Mais, comme le dit saint Paul, « Dieu a mis en nous l'Esprit de son Fils par lequel nous crions Père ! Père ! » (Gal. 4,6). Et encore : « L'amour a été répandu dans nos cœurs par le Saint-Esprit qui nous a été donné » (Rom. 5,5). Cette amoureuse confiance découlait donc, naturellement, de l'habitation de l'Esprit-Saint dans l'âme de Thérèse, de cet Esprit qui, dès le commencement, voulut en prendre une spéciale possession et qui la fit toujours penser, agir, parler, comme il convient à une enfant de Dieu.
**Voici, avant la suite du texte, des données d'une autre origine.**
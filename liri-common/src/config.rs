//! Configuration loading and resolution
//!
//! Configuration file resolution priority order:
//! 1. Command-line argument (highest priority)
//! 2. Environment variable (`LIRI_MENU_CONFIG`)
//! 3. User config file (`<config_dir>/liri-menu/config.toml`)
//! 4. Compiled defaults (fallback)
//!
//! A missing config file never stops startup: a warning is logged and the
//! compiled defaults are used. A file that exists but does not parse is an error.

use crate::{Error, Result};
use serde::{Deserialize, Serialize};
use std::collections::HashSet;
use std::path::{Path, PathBuf};
use tracing::{info, warn};

/// Environment variable naming an explicit config file
pub const CONFIG_ENV_VAR: &str = "LIRI_MENU_CONFIG";

/// Directory name used under the platform config/cache directories
pub const APP_DIR_NAME: &str = "liri-menu";

/// Root of the TOML configuration file
#[derive(Debug, Clone, PartialEq, Serialize, Deserialize)]
#[serde(default)]
pub struct TomlConfig {
    /// Preferred display language for localized text (falls back to "en")
    pub language: String,
    pub catalog: CatalogConfig,
    pub cache: CacheConfig,
    pub logging: LoggingConfig,
    pub server: ServerConfig,
    pub page: PageConfig,
    /// Menu sections; `None` selects the built-in section table
    pub sections: Option<Vec<SectionEntry>>,
}

impl Default for TomlConfig {
    fn default() -> Self {
        Self {
            language: "en".to_string(),
            catalog: CatalogConfig::default(),
            cache: CacheConfig::default(),
            logging: LoggingConfig::default(),
            server: ServerConfig::default(),
            page: PageConfig::default(),
            sections: None,
        }
    }
}

/// Content API connection settings
#[derive(Debug, Clone, PartialEq, Serialize, Deserialize)]
#[serde(default)]
pub struct CatalogConfig {
    pub project_id: String,
    pub dataset: String,
    pub api_version: String,
    /// Overrides `https://<project_id>.api.sanity.io`
    pub base_url: Option<String>,
    pub timeout_secs: u64,
}

impl Default for CatalogConfig {
    fn default() -> Self {
        Self {
            project_id: "ivfy9y3f".to_string(),
            dataset: "production".to_string(),
            api_version: "2024-03-19".to_string(),
            base_url: None,
            timeout_secs: 30,
        }
    }
}

impl CatalogConfig {
    /// Base URL of the content API host
    pub fn resolved_base_url(&self) -> String {
        match &self.base_url {
            Some(url) => url.trim_end_matches('/').to_string(),
            None => format!("https://{}.api.sanity.io", self.project_id),
        }
    }
}

/// Which storage backs the payload cache
#[derive(Debug, Clone, Copy, PartialEq, Eq, Serialize, Deserialize)]
#[serde(rename_all = "lowercase")]
pub enum CacheBackendKind {
    File,
    Memory,
}

/// Payload cache settings
#[derive(Debug, Clone, PartialEq, Serialize, Deserialize)]
#[serde(default)]
pub struct CacheConfig {
    pub enabled: bool,
    pub ttl_secs: u64,
    /// Embedded in every key; bump to invalidate entries written by older payload shapes
    pub version: String,
    pub backend: CacheBackendKind,
    pub directory: Option<PathBuf>,
}

impl Default for CacheConfig {
    fn default() -> Self {
        Self {
            enabled: true,
            ttl_secs: 3600,
            version: "1.0".to_string(),
            backend: CacheBackendKind::File,
            directory: None,
        }
    }
}

impl CacheConfig {
    /// Cache directory, falling back to the platform cache dir
    pub fn resolved_directory(&self) -> PathBuf {
        self.directory.clone().unwrap_or_else(default_cache_directory)
    }
}

/// Logging configuration
#[derive(Debug, Clone, PartialEq, Serialize, Deserialize)]
#[serde(default)]
pub struct LoggingConfig {
    pub level: String,
}

impl Default for LoggingConfig {
    fn default() -> Self {
        Self {
            level: "info".to_string(),
        }
    }
}

/// Fragment server settings
#[derive(Debug, Clone, PartialEq, Serialize, Deserialize)]
#[serde(default)]
pub struct ServerConfig {
    pub bind: String,
}

impl Default for ServerConfig {
    fn default() -> Self {
        Self {
            bind: "127.0.0.1:5780".to_string(),
        }
    }
}

/// Host page mount contract
#[derive(Debug, Clone, Default, PartialEq, Serialize, Deserialize)]
#[serde(default)]
pub struct PageConfig {
    /// Mount attributes present on the page; `None` assumes every section root exists
    pub mounts: Option<Vec<String>>,
}

/// Boolean field constraint applied to a section's records
#[derive(Debug, Clone, PartialEq, Eq, Serialize, Deserialize)]
pub struct FilterEntry {
    pub field: String,
    pub equals: bool,
}

/// One `[[sections]]` table as written in the config file
#[derive(Debug, Clone, PartialEq, Serialize, Deserialize)]
pub struct SectionEntry {
    pub name: String,
    pub mount: String,
    pub record_type: String,
    pub template: String,
    #[serde(default)]
    pub filter: Option<FilterEntry>,
    #[serde(default)]
    pub default_bucket: Option<String>,
}

impl TomlConfig {
    /// Parse a config from TOML text and validate it
    pub fn from_toml_str(content: &str) -> Result<Self> {
        let config: TomlConfig = toml::from_str(content)
            .map_err(|e| Error::Config(format!("Parse TOML failed: {}", e)))?;
        config.validate()?;
        Ok(config)
    }

    /// Check invariants that serde cannot express
    pub fn validate(&self) -> Result<()> {
        if self.language.trim().is_empty() {
            return Err(Error::Config("language must not be empty".to_string()));
        }
        if self.cache.ttl_secs == 0 {
            return Err(Error::Config("cache.ttl_secs must be greater than zero".to_string()));
        }
        if self.catalog.timeout_secs == 0 {
            return Err(Error::Config("catalog.timeout_secs must be greater than zero".to_string()));
        }

        if let Some(sections) = &self.sections {
            let mut names = HashSet::new();
            for entry in sections {
                for (field, value) in [
                    ("name", &entry.name),
                    ("mount", &entry.mount),
                    ("record_type", &entry.record_type),
                    ("template", &entry.template),
                ] {
                    if value.trim().is_empty() {
                        return Err(Error::Config(format!(
                            "section '{}' has an empty {}",
                            entry.name, field
                        )));
                    }
                }
                if !names.insert(entry.name.as_str()) {
                    return Err(Error::Config(format!("duplicate section name '{}'", entry.name)));
                }
                if let Some(filter) = &entry.filter {
                    if filter.field.trim().is_empty() {
                        return Err(Error::Config(format!(
                            "section '{}' has a filter with an empty field",
                            entry.name
                        )));
                    }
                }
            }
        }

        Ok(())
    }
}

/// Resolves and loads the configuration file
#[derive(Debug, Clone, Default)]
pub struct ConfigResolver {
    cli_path: Option<PathBuf>,
}

impl ConfigResolver {
    pub fn new(cli_path: Option<PathBuf>) -> Self {
        Self { cli_path }
    }

    /// Path of the config file to read, by priority; `None` when no candidate exists
    pub fn config_path(&self) -> Option<PathBuf> {
        // Priority 1: Command-line argument
        if let Some(path) = &self.cli_path {
            return Some(path.clone());
        }

        // Priority 2: Environment variable
        if let Ok(path) = std::env::var(CONFIG_ENV_VAR) {
            if !path.trim().is_empty() {
                return Some(PathBuf::from(path));
            }
        }

        // Priority 3: User config file
        default_config_path().filter(|p| p.exists())
    }

    /// Load the resolved config, degrading to compiled defaults
    pub fn load(&self) -> Result<TomlConfig> {
        let Some(path) = self.config_path() else {
            info!("No config file found, using compiled defaults");
            return Ok(TomlConfig::default());
        };

        match load_config_file(&path) {
            Ok(config) => {
                info!(path = %path.display(), "Loaded configuration");
                Ok(config)
            }
            Err(Error::NotFound(_)) | Err(Error::Io(_)) => {
                warn!(path = %path.display(), "Config file unreadable, using compiled defaults");
                Ok(TomlConfig::default())
            }
            Err(e) => Err(e),
        }
    }
}

/// Read and validate a config file
pub fn load_config_file(path: &Path) -> Result<TomlConfig> {
    if !path.exists() {
        return Err(Error::NotFound(format!("Config file not found: {}", path.display())));
    }
    let content = std::fs::read_to_string(path)?;
    TomlConfig::from_toml_str(&content)
}

/// `<config_dir>/liri-menu/config.toml`
pub fn default_config_path() -> Option<PathBuf> {
    dirs::config_dir().map(|d| d.join(APP_DIR_NAME).join("config.toml"))
}

/// `<cache_dir>/liri-menu`
pub fn default_cache_directory() -> PathBuf {
    dirs::cache_dir()
        .map(|d| d.join(APP_DIR_NAME))
        .unwrap_or_else(|| PathBuf::from("./liri_menu_cache"))
}
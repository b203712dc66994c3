//! Timestamp utilities

use chrono::Utc;

/// Current UTC time as unix milliseconds
pub fn now_millis() -> i64 {
    Utc::now().timestamp_millis()
}

/// Milliseconds elapsed between `captured_at` and `now` (both unix millis)
///
/// Clock skew that puts `captured_at` in the future yields zero.
pub fn age_millis(captured_at: i64, now: i64) -> u64 {
    now.saturating_sub(captured_at).max(0) as u64
}

#[cfg(test)]
mod tests {
    use super::*;
    use std::time::Duration;

    #[test]
    fn test_now_millis_is_recent() {
        // After 2000-01-01 00:00:00 UTC
        assert!(now_millis() > 946_684_800_000);
    }

    #[tokio::test]
    async fn test_now_millis_advances() {
        let t1 = now_millis();
        tokio::time::sleep(Duration::from_millis(10)).await;
        let t2 = now_millis();
        assert!(t2 > t1);
    }

    #[test]
    fn test_age_millis() {
        assert_eq!(age_millis(1_000, 4_600), 3_600);
        assert_eq!(age_millis(5_000, 5_000), 0);
    }

    #[test]
    fn test_age_millis_future_capture_is_zero() {
        assert_eq!(age_millis(10_000, 9_000), 0);
    }
}
//! Common error types for the Liri menu tooling

use thiserror::Error;

/// Common result type for Liri operations
pub type Result<T> = std::result::Result<T, Error>;

/// Common error types shared by the menu crates
#[derive(Error, Debug)]
pub enum Error {
    /// I/O operation error (wraps std::io::Error)
    #[error("IO error: {0}")]
    Io(#[from] std::io::Error),

    /// Configuration loading or validation error
    #[error("Configuration error: {0}")]
    Config(String),

    /// Requested resource not found
    #[error("Not found: {0}")]
    NotFound(String),
}
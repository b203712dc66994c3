//! HTTP API handlers for the fragment server

pub mod health;
pub mod menu;

pub use health::health_routes;
pub use menu::menu_routes;
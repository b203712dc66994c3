//! Content API client
//!
//! One GROQ query per section, issued over HTTPS against the hosted content
//! API. This is the only module with network semantics: no batching, no
//! coalescing, no retry. The only timeout is the HTTP client's own.

use crate::model::MenuItemRecord;
use crate::section::SectionConfig;
use async_trait::async_trait;
use liri_common::config::CatalogConfig;
use serde_json::Value;
use std::time::Duration;
use thiserror::Error;
use tracing::{debug, warn};

const USER_AGENT: &str = concat!("liri-menu/", env!("CARGO_PKG_VERSION"));

/// Catalog client errors
#[derive(Debug, Error)]
pub enum CatalogError {
    #[error("Network error: {0}")]
    Transport(String),

    #[error("API error {0}: {1}")]
    Status(u16, String),

    #[error("Malformed response envelope: {0}")]
    Envelope(String),

    #[error("Failed to build HTTP client: {0}")]
    Build(String),
}

/// Anything that can produce a section's raw query response
#[async_trait]
pub trait CatalogSource: Send + Sync {
    /// Raw response envelope (`{"result": [...]}`) for a section
    async fn fetch(&self, section: &SectionConfig) -> Result<Value, CatalogError>;
}

/// GROQ query for a section: type constraint, optional filter clause,
/// ascending `orderRank` and the template's projection
pub fn build_query(section: &SectionConfig) -> String {
    let mut constraint = format!("_type == \"{}\"", section.record_type);
    let mut fields: Vec<&str> = section.template.projection().to_vec();

    if let Some(filter) = &section.filter {
        constraint.push_str(" && ");
        constraint.push_str(&filter.clause());
        if !fields.contains(&filter.field.as_str()) {
            fields.push(&filter.field);
        }
    }

    format!(
        "*[{}] | order(orderRank asc) {{ {} }}",
        constraint,
        fields.join(", ")
    )
}

/// Unwrap the response envelope into records
///
/// A missing or null `result` is an empty list. A `result` that is not a
/// list is a malformed envelope. Individual records that do not match the
/// record shape are skipped with a warning.
pub fn parse_records(payload: &Value) -> Result<Vec<MenuItemRecord>, CatalogError> {
    let envelope = payload
        .as_object()
        .ok_or_else(|| CatalogError::Envelope("response is not a JSON object".to_string()))?;

    let items = match envelope.get("result") {
        None | Some(Value::Null) => return Ok(Vec::new()),
        Some(Value::Array(items)) => items,
        Some(other) => {
            return Err(CatalogError::Envelope(format!(
                "expected result list, got {}",
                json_kind(other)
            )))
        }
    };

    Ok(items
        .iter()
        .enumerate()
        .filter_map(|(index, item)| match serde_json::from_value(item.clone()) {
            Ok(record) => Some(record),
            Err(e) => {
                warn!(index, error = %e, "Skipping record with unexpected shape");
                None
            }
        })
        .collect())
}

fn json_kind(value: &Value) -> &'static str {
    match value {
        Value::Null => "null",
        Value::Bool(_) => "boolean",
        Value::Number(_) => "number",
        Value::String(_) => "string",
        Value::Array(_) => "array",
        Value::Object(_) => "object",
    }
}

/// HTTP client for the hosted content API
#[derive(Debug, Clone)]
pub struct CatalogClient {
    http_client: reqwest::Client,
    query_url: String,
}

impl CatalogClient {
    pub fn new(config: &CatalogConfig) -> Result<Self, CatalogError> {
        let http_client = reqwest::Client::builder()
            .user_agent(USER_AGENT)
            .timeout(Duration::from_secs(config.timeout_secs))
            .build()
            .map_err(|e| CatalogError::Build(e.to_string()))?;

        Ok(Self {
            http_client,
            query_url: format!(
                "{}/v{}/data/query/{}",
                config.resolved_base_url(),
                config.api_version,
                config.dataset
            ),
        })
    }

    /// Query endpoint, without the query parameter
    pub fn query_url(&self) -> &str {
        &self.query_url
    }

    /// Issue the section's query and return the raw response body
    pub async fn fetch_payload(&self, section: &SectionConfig) -> Result<Value, CatalogError> {
        let query = build_query(section);
        debug!(
            section = %section.name,
            record_type = %section.record_type,
            url = %self.query_url,
            query = %query,
            "Querying content API"
        );

        let response = self
            .http_client
            .get(&self.query_url)
            .query(&[("query", query.as_str())])
            .send()
            .await
            .map_err(|e| CatalogError::Transport(e.to_string()))?;

        let status = response.status();
        if !status.is_success() {
            let reason = status.canonical_reason().unwrap_or("").to_string();
            return Err(CatalogError::Status(status.as_u16(), reason));
        }

        response
            .json::<Value>()
            .await
            .map_err(|e| CatalogError::Envelope(e.to_string()))
    }

    /// Fetch and unwrap a section's records
    pub async fn fetch_records(
        &self,
        section: &SectionConfig,
    ) -> Result<Vec<MenuItemRecord>, CatalogError> {
        let payload = self.fetch_payload(section).await?;
        parse_records(&payload)
    }
}

#[async_trait]
impl CatalogSource for CatalogClient {
    async fn fetch(&self, section: &SectionConfig) -> Result<Value, CatalogError> {
        self.fetch_payload(section).await
    }
}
Nous la voyons douée d'un sens profond des choses d'En-Haut et d'une grande pénétration des mystères de la vie surnaturelle qui ne lui permettent pas de se conduire comme le font, à son âge, la plupart des âmes dévotes. À tout instant nous l'entendons s'écrier : « Je sens, je vois, je comprends ! »
Non seulement elle sentait, comme par un instinct surnaturel, ce que Dieu voulait d'elle, mais maintes fois elle alla jusqu'à prédire ce que le Tout-Puissant voulait opérer en son âme et la mission qu'il allait lui confier.
Instruite par le Maître divin et consciente de cette divine direction, elle ne craint pas de s'en prévaloir et d'y appuyer tels ou tels de ses actes. C'est ainsi qu'elle nous déclare ne pouvoir compter ses pratiques de vertu, comme certains directeurs le conseillent – et très sagement pendant que l'âme se trouve en état ascétique, et partant capable de suivre des méthodes – cela, parce qu'un autre Directeur, plus sage et plus puissant, en ordonne pour elle autrement.
Voici les paroles textuelles de la sainte :
« Certains directeurs, je le sais, conseillent de compter ses actes de vertu, pour avancer dans la perfection ; mais mon Directeur, qui est Jésus, ne m'apprend pas à compter mes actes : il m'enseigne à faire tout par amour » (Esprit, p. 4).
Elle dit ailleurs : « Il me nourrit à chaque instant d'une nourriture toute nouvelle ; je la trouve en moi sans savoir comment elle y est. Je crois tout simplement que c'est Jésus lui-même, caché au fond de mon pauvre petit cœur qui agit en moi d'une façon mystérieuse et m'inspire tout ce qu'il veut que je fasse au moment présent ».
« Jésus, ajoute-t-elle, enseigne sans bruit de paroles ; jamais je ne l'ai entendu parler ; mais je sens qu'Il est en moi. À chaque instant, Il me guide et m'inspire ; j'aperçois, juste au moment où j'en ai besoin, des clartés inconnues jusque-là. »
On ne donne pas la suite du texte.